**The task**
Some lines in the data below hold the string "into". Report how many, as a bare number.

**Data extract**
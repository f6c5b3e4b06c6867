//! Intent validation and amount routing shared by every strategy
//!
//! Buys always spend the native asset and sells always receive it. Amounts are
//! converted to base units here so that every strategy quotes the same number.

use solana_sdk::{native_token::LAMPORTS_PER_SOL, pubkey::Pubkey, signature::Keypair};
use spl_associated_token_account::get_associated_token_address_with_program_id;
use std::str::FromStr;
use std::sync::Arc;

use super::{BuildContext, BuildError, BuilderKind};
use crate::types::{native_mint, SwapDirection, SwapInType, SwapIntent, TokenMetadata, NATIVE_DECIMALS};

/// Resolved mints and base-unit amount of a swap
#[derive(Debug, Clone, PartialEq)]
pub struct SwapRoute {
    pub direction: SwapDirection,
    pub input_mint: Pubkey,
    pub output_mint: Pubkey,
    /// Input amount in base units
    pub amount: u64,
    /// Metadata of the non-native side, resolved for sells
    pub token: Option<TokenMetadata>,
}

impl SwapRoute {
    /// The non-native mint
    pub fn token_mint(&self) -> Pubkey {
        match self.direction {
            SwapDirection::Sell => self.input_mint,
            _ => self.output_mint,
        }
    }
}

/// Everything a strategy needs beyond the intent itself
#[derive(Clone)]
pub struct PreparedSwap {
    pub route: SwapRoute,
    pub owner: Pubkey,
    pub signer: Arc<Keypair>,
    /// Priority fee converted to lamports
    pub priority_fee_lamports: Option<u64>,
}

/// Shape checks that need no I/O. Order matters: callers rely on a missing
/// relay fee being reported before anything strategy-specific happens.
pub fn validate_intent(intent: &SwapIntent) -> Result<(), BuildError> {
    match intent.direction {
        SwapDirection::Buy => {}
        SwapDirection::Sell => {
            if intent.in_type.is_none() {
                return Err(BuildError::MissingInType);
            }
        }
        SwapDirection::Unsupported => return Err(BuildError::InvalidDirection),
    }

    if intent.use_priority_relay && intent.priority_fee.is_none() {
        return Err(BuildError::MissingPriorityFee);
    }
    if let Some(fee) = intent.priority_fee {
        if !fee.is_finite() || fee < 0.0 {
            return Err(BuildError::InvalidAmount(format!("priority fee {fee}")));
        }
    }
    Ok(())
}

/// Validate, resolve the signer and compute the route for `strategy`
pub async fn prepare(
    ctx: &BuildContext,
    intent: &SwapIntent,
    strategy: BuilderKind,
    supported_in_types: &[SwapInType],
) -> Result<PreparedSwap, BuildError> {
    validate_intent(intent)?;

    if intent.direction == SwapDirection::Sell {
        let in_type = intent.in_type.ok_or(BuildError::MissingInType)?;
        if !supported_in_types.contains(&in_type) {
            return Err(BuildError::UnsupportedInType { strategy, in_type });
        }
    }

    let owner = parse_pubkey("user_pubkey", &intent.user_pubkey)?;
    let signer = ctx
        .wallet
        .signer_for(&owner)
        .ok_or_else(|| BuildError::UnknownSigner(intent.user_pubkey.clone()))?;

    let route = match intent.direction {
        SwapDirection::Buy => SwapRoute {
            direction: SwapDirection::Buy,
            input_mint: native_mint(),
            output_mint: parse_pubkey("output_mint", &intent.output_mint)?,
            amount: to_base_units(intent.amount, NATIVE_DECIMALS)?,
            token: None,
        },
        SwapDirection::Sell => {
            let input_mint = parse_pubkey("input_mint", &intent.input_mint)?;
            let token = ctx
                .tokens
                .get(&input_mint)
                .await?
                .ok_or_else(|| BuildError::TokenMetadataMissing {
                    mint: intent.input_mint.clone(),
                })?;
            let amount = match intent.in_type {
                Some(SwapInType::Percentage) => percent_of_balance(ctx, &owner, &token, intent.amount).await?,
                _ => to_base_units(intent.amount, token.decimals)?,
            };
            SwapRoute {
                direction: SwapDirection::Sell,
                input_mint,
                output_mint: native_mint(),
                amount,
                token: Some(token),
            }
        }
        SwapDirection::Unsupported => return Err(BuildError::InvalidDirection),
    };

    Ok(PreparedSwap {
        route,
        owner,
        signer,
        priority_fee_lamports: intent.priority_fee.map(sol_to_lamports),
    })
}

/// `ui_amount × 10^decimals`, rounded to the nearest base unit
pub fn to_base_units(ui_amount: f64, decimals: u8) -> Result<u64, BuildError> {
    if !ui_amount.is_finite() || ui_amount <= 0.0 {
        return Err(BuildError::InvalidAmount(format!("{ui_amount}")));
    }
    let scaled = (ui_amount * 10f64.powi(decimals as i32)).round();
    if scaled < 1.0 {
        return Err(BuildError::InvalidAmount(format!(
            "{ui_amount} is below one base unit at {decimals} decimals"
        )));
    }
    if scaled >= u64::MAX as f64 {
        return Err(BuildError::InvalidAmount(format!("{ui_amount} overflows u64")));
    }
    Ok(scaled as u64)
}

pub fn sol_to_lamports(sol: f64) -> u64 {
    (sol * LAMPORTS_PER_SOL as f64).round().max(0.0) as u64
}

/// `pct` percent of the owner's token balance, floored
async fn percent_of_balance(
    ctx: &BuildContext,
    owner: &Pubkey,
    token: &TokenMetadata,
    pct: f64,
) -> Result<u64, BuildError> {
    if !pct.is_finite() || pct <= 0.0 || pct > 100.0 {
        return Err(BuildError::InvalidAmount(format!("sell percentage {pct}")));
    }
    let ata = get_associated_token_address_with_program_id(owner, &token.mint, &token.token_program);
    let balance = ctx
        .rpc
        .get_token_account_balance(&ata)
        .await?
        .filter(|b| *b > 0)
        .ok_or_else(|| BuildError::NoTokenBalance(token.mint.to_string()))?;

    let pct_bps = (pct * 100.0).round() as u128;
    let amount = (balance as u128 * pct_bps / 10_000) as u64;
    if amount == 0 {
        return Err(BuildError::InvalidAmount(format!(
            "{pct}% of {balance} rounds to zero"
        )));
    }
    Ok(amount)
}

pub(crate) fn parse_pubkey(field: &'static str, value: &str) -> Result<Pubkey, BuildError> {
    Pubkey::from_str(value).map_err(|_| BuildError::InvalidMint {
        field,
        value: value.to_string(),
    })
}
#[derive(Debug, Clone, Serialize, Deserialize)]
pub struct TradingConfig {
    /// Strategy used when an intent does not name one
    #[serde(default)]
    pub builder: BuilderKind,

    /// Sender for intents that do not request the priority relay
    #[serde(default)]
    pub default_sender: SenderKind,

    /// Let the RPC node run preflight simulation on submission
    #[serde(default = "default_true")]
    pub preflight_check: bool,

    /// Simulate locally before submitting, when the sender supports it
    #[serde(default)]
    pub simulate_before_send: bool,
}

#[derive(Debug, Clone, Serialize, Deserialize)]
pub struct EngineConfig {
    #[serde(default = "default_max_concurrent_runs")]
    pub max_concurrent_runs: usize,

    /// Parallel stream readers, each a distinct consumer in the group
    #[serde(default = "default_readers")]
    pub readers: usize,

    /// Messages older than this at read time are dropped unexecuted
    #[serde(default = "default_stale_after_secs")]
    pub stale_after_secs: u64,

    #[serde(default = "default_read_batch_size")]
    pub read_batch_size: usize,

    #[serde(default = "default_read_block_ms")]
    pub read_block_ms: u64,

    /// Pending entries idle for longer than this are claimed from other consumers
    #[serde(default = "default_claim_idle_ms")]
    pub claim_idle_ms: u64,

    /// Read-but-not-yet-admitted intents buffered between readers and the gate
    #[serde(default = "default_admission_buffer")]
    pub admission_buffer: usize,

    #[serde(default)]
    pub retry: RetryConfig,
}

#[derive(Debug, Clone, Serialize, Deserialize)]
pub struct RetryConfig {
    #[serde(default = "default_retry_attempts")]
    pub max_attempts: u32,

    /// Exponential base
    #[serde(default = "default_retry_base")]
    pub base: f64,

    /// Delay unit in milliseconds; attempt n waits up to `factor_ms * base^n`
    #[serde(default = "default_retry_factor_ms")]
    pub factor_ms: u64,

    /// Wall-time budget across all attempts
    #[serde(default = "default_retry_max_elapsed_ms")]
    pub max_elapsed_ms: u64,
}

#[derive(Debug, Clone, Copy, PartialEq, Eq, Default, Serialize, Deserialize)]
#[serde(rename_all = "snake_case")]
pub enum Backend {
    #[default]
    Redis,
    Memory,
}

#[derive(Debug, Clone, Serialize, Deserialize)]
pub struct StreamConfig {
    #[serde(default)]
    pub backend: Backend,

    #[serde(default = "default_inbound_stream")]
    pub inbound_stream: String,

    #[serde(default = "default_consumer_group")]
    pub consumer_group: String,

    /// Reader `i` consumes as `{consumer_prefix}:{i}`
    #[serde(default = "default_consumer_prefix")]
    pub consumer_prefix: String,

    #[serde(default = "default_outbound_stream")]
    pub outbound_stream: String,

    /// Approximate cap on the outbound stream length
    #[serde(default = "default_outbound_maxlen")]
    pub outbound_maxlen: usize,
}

--

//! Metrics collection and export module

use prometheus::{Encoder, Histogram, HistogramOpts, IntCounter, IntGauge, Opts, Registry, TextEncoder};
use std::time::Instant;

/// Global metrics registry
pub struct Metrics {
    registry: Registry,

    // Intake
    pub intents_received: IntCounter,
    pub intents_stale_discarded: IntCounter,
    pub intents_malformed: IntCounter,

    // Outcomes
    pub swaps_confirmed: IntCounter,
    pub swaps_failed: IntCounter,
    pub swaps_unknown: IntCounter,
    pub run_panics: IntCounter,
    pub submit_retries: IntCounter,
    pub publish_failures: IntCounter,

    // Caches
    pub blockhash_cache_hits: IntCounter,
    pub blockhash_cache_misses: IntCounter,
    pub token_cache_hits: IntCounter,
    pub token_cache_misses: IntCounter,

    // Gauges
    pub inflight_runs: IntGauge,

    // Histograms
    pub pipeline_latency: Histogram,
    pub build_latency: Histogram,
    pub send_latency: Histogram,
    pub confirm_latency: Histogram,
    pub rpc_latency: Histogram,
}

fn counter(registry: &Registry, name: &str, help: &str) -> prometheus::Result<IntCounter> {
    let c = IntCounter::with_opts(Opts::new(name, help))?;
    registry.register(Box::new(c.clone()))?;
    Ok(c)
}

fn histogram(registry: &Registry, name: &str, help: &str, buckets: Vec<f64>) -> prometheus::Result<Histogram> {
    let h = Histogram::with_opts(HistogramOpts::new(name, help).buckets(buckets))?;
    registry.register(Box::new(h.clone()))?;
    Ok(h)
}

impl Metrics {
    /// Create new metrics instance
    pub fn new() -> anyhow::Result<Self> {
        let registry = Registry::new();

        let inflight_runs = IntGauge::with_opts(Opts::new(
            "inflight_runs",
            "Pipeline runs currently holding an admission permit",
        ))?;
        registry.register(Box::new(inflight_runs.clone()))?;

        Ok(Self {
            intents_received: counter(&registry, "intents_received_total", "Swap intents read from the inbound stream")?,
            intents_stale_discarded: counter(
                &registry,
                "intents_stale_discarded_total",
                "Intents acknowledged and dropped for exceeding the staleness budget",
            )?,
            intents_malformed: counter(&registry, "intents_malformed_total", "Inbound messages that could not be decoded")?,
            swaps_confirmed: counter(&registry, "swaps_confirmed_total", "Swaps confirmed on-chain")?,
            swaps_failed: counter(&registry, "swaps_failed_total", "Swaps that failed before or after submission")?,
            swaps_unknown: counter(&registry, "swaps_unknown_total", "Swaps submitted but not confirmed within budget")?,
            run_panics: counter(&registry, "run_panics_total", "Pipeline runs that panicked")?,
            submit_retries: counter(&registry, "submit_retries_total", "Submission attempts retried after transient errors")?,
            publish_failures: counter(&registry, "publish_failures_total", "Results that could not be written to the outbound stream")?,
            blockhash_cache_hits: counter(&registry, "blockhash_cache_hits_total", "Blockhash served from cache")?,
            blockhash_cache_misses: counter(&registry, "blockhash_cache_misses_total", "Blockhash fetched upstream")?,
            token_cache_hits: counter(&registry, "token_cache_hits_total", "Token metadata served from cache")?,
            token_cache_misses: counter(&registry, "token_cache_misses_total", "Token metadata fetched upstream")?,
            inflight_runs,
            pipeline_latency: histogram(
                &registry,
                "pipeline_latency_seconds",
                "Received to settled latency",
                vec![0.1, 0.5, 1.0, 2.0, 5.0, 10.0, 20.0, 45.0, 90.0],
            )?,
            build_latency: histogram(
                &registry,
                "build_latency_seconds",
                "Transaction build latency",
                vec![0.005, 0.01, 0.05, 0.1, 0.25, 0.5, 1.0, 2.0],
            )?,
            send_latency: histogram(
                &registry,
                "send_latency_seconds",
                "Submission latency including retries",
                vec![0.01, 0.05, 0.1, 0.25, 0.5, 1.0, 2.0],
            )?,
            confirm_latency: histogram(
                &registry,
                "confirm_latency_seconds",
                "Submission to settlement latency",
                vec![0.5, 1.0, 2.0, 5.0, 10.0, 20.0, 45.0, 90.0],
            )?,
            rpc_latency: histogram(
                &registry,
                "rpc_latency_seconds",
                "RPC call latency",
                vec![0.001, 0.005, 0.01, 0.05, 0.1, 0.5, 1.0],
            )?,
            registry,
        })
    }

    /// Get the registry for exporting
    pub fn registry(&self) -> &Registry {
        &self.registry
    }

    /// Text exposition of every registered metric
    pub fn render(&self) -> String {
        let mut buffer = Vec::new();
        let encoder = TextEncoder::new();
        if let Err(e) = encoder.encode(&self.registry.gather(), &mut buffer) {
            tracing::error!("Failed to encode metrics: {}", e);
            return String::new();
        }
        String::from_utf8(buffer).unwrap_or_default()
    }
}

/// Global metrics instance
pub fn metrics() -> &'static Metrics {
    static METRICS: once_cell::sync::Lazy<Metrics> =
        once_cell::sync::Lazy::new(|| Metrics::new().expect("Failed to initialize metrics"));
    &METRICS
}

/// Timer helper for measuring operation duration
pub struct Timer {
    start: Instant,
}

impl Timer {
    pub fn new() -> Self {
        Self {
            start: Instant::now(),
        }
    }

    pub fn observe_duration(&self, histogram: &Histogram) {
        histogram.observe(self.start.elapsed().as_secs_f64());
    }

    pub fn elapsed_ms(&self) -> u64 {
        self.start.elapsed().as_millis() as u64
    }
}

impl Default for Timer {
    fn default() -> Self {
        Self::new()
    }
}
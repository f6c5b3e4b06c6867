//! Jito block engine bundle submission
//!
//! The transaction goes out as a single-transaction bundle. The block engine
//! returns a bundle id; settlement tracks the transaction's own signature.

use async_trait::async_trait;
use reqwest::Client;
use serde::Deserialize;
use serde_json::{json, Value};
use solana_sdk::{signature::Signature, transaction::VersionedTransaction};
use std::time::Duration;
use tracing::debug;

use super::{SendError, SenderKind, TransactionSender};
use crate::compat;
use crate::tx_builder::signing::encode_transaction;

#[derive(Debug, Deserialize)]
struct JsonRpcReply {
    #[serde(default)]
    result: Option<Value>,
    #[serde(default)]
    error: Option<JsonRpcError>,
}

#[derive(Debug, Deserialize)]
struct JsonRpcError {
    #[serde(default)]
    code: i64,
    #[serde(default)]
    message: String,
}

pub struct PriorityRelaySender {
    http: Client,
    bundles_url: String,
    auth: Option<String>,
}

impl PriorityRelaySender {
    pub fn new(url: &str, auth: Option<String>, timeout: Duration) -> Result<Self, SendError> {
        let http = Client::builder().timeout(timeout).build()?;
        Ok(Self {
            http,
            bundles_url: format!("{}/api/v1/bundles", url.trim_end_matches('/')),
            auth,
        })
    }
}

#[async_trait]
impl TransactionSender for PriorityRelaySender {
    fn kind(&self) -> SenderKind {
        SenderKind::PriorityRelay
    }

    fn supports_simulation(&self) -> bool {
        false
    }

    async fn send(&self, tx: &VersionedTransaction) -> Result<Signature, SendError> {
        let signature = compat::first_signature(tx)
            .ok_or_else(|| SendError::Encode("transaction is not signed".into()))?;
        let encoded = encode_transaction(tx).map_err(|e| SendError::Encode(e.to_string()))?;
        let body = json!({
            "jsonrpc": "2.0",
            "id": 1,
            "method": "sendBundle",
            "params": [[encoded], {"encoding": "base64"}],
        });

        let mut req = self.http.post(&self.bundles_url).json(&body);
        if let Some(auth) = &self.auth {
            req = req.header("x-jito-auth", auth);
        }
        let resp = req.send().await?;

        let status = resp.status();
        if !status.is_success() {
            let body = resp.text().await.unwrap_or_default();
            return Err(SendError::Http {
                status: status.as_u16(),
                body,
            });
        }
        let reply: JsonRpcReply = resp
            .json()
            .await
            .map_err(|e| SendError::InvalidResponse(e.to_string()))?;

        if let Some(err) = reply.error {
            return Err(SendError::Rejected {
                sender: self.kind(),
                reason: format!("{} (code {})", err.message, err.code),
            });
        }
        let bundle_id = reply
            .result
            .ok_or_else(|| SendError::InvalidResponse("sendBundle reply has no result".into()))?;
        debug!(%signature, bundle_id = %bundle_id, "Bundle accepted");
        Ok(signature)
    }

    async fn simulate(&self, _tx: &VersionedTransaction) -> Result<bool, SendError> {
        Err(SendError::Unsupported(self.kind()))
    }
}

...

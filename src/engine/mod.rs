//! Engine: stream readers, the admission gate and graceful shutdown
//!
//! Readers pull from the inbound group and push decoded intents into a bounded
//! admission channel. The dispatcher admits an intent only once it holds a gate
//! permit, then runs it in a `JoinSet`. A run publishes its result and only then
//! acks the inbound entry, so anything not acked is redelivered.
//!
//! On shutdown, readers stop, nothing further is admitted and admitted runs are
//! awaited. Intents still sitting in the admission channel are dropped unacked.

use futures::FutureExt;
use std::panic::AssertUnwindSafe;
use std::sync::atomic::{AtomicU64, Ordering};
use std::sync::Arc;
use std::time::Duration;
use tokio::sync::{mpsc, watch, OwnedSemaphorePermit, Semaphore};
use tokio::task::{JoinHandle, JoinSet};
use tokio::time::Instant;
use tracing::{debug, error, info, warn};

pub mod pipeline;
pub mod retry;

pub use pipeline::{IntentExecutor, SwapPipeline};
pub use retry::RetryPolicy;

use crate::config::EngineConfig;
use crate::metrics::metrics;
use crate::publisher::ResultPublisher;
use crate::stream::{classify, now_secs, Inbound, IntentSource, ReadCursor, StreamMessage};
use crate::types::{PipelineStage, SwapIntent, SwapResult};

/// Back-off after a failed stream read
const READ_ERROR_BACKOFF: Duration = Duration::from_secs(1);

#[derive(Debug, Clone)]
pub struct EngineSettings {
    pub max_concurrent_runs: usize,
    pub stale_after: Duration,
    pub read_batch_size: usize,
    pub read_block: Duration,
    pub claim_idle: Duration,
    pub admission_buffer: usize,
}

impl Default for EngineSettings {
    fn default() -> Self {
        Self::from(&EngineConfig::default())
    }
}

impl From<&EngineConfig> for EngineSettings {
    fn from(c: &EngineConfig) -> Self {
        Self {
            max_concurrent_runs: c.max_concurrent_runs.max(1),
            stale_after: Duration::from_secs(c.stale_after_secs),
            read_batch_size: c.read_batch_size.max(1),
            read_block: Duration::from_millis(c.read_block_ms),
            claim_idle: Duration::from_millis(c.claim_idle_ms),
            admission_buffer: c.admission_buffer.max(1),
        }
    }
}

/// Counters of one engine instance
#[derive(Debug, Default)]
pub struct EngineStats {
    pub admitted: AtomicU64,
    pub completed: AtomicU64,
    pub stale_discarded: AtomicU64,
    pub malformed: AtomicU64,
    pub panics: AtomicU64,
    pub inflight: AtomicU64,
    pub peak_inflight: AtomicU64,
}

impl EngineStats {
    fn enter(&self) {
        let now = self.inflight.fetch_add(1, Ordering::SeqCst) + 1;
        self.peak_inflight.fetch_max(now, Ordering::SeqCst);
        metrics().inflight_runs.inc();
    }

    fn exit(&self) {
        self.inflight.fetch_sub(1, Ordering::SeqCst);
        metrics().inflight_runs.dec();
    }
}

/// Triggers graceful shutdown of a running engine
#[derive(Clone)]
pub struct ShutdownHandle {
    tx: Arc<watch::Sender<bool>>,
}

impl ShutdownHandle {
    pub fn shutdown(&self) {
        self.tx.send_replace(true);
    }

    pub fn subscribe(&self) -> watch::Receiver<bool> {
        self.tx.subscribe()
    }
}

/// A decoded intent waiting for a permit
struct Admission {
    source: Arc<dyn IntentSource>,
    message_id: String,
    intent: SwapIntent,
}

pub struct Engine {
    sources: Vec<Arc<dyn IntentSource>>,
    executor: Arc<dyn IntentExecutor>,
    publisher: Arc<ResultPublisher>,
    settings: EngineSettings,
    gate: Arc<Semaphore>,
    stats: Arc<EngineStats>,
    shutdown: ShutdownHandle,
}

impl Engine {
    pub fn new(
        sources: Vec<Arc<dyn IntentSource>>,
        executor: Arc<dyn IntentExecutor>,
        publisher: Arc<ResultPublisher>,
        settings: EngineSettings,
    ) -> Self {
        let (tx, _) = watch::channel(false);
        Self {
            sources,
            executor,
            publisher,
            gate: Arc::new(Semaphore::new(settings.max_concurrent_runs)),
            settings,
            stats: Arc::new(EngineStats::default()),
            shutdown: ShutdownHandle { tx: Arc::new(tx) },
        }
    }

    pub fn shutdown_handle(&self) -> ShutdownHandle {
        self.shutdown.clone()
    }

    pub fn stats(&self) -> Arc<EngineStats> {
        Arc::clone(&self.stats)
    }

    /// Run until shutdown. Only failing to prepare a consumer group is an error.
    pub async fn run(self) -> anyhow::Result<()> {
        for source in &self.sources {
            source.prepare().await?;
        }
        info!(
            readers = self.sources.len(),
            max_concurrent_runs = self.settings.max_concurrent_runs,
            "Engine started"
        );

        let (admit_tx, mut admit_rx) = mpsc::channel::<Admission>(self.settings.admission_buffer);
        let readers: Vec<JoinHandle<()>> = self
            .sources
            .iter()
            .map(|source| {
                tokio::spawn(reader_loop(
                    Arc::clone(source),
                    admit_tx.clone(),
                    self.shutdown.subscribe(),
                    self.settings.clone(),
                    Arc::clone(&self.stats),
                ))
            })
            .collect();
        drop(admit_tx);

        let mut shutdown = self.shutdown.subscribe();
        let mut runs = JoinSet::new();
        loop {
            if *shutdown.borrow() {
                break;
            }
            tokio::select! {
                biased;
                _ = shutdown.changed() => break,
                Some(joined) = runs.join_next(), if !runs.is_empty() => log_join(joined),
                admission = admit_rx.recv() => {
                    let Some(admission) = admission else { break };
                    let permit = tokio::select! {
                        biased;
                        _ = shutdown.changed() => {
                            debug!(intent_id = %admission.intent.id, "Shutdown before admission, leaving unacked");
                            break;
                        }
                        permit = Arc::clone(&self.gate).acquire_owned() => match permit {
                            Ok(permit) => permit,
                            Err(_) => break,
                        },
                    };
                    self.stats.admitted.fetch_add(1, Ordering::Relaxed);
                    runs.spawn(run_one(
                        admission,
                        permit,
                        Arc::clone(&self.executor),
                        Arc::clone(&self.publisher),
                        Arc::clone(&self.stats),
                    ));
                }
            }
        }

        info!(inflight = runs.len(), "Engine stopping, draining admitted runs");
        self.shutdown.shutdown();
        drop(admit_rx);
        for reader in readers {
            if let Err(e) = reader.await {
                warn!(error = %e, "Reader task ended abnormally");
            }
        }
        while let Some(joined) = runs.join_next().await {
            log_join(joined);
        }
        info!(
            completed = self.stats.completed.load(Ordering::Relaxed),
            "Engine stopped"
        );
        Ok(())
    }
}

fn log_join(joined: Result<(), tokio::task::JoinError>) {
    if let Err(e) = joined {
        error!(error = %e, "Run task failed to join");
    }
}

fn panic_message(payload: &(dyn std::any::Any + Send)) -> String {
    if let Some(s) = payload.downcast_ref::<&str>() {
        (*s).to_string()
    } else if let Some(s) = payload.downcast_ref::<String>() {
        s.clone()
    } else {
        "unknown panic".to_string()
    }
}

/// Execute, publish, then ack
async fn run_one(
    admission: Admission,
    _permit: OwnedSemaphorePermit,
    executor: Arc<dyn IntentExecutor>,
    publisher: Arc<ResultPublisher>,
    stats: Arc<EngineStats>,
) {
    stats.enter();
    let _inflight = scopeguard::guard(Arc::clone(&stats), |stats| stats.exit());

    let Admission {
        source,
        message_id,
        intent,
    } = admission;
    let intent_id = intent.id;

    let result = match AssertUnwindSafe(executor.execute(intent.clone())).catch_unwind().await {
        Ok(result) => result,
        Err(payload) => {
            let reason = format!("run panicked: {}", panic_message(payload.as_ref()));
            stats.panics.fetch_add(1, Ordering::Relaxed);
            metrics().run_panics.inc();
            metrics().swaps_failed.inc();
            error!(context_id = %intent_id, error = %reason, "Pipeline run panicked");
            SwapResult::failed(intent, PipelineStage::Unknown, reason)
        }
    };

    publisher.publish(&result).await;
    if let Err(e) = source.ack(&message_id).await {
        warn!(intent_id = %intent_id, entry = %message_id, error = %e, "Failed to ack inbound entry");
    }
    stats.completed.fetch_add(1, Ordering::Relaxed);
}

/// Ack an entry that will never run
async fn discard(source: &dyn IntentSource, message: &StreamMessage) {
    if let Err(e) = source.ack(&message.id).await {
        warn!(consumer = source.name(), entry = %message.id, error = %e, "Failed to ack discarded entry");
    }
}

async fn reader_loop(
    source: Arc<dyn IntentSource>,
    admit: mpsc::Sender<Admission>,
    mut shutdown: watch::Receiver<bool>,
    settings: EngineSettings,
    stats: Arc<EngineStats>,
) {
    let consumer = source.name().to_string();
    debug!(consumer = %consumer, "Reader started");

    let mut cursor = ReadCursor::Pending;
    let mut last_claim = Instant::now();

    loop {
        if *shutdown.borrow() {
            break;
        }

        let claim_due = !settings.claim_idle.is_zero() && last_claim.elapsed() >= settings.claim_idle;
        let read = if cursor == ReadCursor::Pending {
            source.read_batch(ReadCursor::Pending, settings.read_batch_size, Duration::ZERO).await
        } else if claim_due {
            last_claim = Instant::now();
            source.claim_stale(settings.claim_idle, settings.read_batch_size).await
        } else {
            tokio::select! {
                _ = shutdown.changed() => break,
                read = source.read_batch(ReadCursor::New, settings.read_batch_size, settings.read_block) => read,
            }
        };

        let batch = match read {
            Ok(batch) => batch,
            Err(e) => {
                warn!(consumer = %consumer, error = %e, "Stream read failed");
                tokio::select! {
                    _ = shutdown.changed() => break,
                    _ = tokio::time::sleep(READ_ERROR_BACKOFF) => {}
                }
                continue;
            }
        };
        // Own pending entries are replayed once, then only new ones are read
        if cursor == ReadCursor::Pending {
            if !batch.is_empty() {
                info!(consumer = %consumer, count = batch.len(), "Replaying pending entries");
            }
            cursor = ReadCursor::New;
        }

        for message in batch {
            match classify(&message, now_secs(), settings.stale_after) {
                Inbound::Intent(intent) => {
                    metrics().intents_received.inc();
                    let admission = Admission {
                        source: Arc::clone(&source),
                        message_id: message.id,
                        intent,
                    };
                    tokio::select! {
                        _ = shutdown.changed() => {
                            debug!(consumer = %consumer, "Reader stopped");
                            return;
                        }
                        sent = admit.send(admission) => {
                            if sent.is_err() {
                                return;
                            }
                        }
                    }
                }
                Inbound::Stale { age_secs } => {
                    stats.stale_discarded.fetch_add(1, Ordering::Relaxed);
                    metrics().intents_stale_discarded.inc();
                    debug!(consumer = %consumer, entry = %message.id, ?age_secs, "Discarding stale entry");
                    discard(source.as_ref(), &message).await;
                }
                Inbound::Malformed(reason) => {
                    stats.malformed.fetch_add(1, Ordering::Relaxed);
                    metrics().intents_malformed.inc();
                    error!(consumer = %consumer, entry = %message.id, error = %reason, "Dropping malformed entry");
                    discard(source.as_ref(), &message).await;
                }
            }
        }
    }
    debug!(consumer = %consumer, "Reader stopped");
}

**Reply to the task**
3